■ What is required:
Nothing outside the range below should be printed. Output exactly the lines from the line with "it can't continue)." to the line with "for &(ax, ay)", both included.

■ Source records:
###
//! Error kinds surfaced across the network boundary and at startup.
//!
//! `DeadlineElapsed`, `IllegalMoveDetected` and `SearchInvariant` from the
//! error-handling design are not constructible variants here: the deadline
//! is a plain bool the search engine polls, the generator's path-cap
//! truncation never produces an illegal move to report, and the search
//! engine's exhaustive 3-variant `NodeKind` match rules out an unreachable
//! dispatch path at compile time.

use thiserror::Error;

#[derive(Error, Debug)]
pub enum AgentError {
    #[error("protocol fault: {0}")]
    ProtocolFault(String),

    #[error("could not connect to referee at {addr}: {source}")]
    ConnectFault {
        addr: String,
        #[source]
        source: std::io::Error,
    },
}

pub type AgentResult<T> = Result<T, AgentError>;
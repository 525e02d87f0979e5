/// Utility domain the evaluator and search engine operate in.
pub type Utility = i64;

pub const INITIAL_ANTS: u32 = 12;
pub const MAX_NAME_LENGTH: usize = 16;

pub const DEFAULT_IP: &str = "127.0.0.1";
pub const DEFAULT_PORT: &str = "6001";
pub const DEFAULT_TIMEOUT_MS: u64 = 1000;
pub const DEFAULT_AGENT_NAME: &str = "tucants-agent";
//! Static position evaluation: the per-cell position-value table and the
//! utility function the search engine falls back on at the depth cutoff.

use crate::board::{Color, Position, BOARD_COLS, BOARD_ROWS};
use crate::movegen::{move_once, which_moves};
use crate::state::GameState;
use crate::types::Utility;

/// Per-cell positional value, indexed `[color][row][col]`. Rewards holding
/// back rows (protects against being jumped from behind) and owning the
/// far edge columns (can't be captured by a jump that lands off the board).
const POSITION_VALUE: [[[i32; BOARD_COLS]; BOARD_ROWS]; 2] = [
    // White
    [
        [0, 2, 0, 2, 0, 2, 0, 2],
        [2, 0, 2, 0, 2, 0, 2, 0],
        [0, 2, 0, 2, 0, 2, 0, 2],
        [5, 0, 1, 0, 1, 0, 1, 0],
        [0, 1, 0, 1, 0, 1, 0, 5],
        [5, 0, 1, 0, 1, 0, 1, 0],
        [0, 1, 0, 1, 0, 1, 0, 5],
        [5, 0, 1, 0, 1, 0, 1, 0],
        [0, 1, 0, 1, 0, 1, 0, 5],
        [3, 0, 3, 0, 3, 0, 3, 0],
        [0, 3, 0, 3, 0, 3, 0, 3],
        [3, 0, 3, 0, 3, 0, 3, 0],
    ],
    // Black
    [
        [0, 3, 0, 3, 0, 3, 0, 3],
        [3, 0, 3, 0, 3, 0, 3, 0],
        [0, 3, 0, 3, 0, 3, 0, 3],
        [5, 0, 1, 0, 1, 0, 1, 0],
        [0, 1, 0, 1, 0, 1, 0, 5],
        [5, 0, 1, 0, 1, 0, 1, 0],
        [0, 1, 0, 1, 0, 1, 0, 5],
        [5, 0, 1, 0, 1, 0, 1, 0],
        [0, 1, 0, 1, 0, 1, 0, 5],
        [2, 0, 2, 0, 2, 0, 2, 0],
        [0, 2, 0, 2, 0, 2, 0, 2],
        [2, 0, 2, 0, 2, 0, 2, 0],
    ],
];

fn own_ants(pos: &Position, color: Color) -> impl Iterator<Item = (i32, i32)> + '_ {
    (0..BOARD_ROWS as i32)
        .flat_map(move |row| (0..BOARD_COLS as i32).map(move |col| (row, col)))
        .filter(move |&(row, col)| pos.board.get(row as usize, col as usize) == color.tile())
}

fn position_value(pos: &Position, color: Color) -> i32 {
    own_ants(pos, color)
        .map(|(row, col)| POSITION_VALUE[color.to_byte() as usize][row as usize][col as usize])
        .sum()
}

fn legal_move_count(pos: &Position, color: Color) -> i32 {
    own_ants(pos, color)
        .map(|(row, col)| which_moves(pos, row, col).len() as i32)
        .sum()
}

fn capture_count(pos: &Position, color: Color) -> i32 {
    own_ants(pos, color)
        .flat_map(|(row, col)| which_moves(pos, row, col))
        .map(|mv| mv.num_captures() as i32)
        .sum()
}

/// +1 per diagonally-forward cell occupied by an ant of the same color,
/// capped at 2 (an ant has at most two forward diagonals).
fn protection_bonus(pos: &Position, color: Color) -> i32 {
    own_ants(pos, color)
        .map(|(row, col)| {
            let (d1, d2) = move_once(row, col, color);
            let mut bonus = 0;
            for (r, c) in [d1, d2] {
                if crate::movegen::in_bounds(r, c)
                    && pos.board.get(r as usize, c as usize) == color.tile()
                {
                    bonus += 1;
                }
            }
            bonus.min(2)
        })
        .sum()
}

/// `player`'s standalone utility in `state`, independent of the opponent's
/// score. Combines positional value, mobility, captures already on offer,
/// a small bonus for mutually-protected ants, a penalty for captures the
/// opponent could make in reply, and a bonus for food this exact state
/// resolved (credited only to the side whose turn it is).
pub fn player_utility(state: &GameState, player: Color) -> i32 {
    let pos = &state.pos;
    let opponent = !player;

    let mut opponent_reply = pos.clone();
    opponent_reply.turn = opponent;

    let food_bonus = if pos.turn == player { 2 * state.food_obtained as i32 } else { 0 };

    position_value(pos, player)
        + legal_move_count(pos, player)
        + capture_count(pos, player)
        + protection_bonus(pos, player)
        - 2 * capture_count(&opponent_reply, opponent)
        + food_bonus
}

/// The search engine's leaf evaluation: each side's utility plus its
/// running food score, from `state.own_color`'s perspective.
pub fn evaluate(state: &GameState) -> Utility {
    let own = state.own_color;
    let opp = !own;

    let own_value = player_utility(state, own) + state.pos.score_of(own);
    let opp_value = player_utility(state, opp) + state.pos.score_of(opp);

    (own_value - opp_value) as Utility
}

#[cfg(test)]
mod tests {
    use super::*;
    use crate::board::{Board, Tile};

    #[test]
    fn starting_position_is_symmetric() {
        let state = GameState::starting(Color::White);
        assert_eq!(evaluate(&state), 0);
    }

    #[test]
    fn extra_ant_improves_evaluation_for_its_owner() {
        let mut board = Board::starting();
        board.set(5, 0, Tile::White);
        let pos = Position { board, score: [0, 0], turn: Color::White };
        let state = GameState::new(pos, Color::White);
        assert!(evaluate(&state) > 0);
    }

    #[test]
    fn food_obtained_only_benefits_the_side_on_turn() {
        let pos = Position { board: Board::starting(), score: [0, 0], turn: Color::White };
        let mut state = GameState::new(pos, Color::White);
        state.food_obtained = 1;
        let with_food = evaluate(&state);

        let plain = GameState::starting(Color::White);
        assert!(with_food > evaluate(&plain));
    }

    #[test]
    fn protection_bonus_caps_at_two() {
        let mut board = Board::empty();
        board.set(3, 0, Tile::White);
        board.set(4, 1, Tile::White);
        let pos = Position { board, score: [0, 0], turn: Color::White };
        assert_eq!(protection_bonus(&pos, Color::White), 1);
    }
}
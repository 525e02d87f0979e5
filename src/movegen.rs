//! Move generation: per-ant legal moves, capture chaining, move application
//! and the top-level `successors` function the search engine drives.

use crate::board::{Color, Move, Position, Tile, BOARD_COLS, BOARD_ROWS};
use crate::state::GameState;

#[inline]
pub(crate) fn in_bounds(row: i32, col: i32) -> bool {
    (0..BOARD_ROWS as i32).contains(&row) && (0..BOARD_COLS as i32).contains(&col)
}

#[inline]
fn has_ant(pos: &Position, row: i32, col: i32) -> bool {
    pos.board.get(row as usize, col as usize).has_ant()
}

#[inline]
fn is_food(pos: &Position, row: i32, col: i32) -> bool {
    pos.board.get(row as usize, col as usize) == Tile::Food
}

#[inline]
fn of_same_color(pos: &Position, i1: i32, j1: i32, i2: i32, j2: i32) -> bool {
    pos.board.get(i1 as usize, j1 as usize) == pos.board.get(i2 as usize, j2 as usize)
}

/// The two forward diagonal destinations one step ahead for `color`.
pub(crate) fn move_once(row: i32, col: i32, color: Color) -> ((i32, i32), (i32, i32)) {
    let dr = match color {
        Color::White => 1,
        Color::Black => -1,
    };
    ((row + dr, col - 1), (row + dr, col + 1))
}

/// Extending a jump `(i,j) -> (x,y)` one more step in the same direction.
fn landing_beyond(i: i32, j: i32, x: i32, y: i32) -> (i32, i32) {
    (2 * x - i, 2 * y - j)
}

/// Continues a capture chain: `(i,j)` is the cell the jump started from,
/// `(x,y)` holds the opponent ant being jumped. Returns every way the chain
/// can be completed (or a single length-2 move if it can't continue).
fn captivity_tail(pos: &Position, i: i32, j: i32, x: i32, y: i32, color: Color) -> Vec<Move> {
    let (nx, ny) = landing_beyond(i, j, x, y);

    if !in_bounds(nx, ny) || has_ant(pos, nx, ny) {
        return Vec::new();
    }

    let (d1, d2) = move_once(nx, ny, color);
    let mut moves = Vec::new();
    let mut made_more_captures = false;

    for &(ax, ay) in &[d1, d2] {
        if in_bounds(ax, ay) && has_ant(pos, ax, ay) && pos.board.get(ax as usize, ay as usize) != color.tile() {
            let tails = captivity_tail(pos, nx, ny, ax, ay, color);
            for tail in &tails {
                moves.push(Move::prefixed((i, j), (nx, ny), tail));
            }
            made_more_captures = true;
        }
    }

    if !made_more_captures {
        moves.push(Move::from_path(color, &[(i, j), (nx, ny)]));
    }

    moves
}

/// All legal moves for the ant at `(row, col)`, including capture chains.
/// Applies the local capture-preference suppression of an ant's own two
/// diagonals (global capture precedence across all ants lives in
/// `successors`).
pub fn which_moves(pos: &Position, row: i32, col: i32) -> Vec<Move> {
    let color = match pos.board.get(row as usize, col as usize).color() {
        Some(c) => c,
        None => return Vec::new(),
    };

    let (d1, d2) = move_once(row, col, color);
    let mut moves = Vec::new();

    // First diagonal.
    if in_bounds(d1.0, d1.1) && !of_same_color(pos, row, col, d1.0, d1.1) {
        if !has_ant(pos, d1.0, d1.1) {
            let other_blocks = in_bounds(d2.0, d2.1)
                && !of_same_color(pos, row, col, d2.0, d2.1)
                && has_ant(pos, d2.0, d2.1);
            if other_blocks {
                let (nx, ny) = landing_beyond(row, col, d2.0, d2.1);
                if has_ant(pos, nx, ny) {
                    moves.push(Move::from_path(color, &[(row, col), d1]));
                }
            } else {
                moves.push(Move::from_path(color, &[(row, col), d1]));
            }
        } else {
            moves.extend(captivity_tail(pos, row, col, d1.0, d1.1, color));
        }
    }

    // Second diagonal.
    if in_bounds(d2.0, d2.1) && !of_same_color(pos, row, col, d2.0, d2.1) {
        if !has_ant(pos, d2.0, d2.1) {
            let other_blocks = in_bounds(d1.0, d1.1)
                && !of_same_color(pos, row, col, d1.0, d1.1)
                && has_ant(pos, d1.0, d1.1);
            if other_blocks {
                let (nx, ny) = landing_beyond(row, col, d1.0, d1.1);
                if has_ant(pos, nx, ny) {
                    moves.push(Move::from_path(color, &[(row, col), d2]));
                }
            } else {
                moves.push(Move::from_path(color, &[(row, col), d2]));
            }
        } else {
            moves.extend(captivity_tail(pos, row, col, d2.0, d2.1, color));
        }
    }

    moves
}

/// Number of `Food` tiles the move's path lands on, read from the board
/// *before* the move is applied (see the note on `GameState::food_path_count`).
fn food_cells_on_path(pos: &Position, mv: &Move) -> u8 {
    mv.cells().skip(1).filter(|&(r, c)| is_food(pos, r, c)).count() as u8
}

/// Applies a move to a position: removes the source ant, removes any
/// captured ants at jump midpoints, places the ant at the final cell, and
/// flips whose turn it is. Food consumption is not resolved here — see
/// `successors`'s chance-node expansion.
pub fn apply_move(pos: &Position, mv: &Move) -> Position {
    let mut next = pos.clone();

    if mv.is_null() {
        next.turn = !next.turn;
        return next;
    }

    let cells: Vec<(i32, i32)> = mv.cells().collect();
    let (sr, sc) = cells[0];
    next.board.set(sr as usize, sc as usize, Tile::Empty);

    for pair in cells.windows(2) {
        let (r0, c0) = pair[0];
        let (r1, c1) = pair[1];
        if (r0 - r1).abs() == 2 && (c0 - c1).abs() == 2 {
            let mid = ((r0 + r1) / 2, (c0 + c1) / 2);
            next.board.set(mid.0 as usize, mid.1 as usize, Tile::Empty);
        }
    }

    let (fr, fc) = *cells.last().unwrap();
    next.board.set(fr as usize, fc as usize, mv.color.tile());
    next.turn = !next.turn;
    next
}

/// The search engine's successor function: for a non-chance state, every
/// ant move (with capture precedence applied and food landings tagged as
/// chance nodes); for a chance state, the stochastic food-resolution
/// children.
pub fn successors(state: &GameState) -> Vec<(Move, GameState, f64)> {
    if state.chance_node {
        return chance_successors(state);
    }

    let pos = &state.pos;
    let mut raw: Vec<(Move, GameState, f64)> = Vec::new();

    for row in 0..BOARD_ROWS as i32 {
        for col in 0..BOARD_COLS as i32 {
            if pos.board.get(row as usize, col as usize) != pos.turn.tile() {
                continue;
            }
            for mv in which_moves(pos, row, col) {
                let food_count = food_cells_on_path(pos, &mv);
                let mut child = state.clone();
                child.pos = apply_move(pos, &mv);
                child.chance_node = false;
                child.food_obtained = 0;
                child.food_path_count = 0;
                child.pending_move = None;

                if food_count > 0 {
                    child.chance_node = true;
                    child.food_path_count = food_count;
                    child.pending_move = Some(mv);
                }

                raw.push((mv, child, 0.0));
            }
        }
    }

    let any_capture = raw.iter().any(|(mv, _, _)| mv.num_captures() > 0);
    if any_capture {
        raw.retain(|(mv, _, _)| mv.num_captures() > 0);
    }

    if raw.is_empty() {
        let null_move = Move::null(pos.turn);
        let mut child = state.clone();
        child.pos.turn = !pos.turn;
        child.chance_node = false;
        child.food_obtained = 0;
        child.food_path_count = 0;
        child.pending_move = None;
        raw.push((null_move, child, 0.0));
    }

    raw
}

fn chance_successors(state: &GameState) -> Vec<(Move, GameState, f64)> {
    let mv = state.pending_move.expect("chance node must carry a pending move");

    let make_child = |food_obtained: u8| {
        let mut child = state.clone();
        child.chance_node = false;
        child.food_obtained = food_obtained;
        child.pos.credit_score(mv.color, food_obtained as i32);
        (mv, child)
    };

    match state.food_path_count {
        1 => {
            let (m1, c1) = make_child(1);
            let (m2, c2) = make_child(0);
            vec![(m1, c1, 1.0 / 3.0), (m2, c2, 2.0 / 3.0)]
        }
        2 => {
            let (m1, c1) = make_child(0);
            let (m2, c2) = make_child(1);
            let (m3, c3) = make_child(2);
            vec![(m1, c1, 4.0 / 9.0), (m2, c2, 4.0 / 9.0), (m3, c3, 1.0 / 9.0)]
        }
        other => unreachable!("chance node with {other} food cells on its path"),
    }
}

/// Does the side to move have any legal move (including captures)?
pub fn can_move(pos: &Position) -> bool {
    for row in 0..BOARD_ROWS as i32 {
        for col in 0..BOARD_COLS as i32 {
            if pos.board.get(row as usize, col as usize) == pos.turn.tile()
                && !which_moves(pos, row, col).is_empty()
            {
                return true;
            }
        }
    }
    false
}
###
■ Result of this exercise:
/// can be completed (or a single length-2 move if it can't continue).
fn captivity_tail(pos: &Position, i: i32, j: i32, x: i32, y: i32, color: Color) -> Vec<Move> {
    let (nx, ny) = landing_beyond(i, j, x, y);

    if !in_bounds(nx, ny) || has_ant(pos, nx, ny) {
        return Vec::new();
    }

    let (d1, d2) = move_once(nx, ny, color);
    let mut moves = Vec::new();
    let mut made_more_captures = false;

    for &(ax, ay) in &[d1, d2] {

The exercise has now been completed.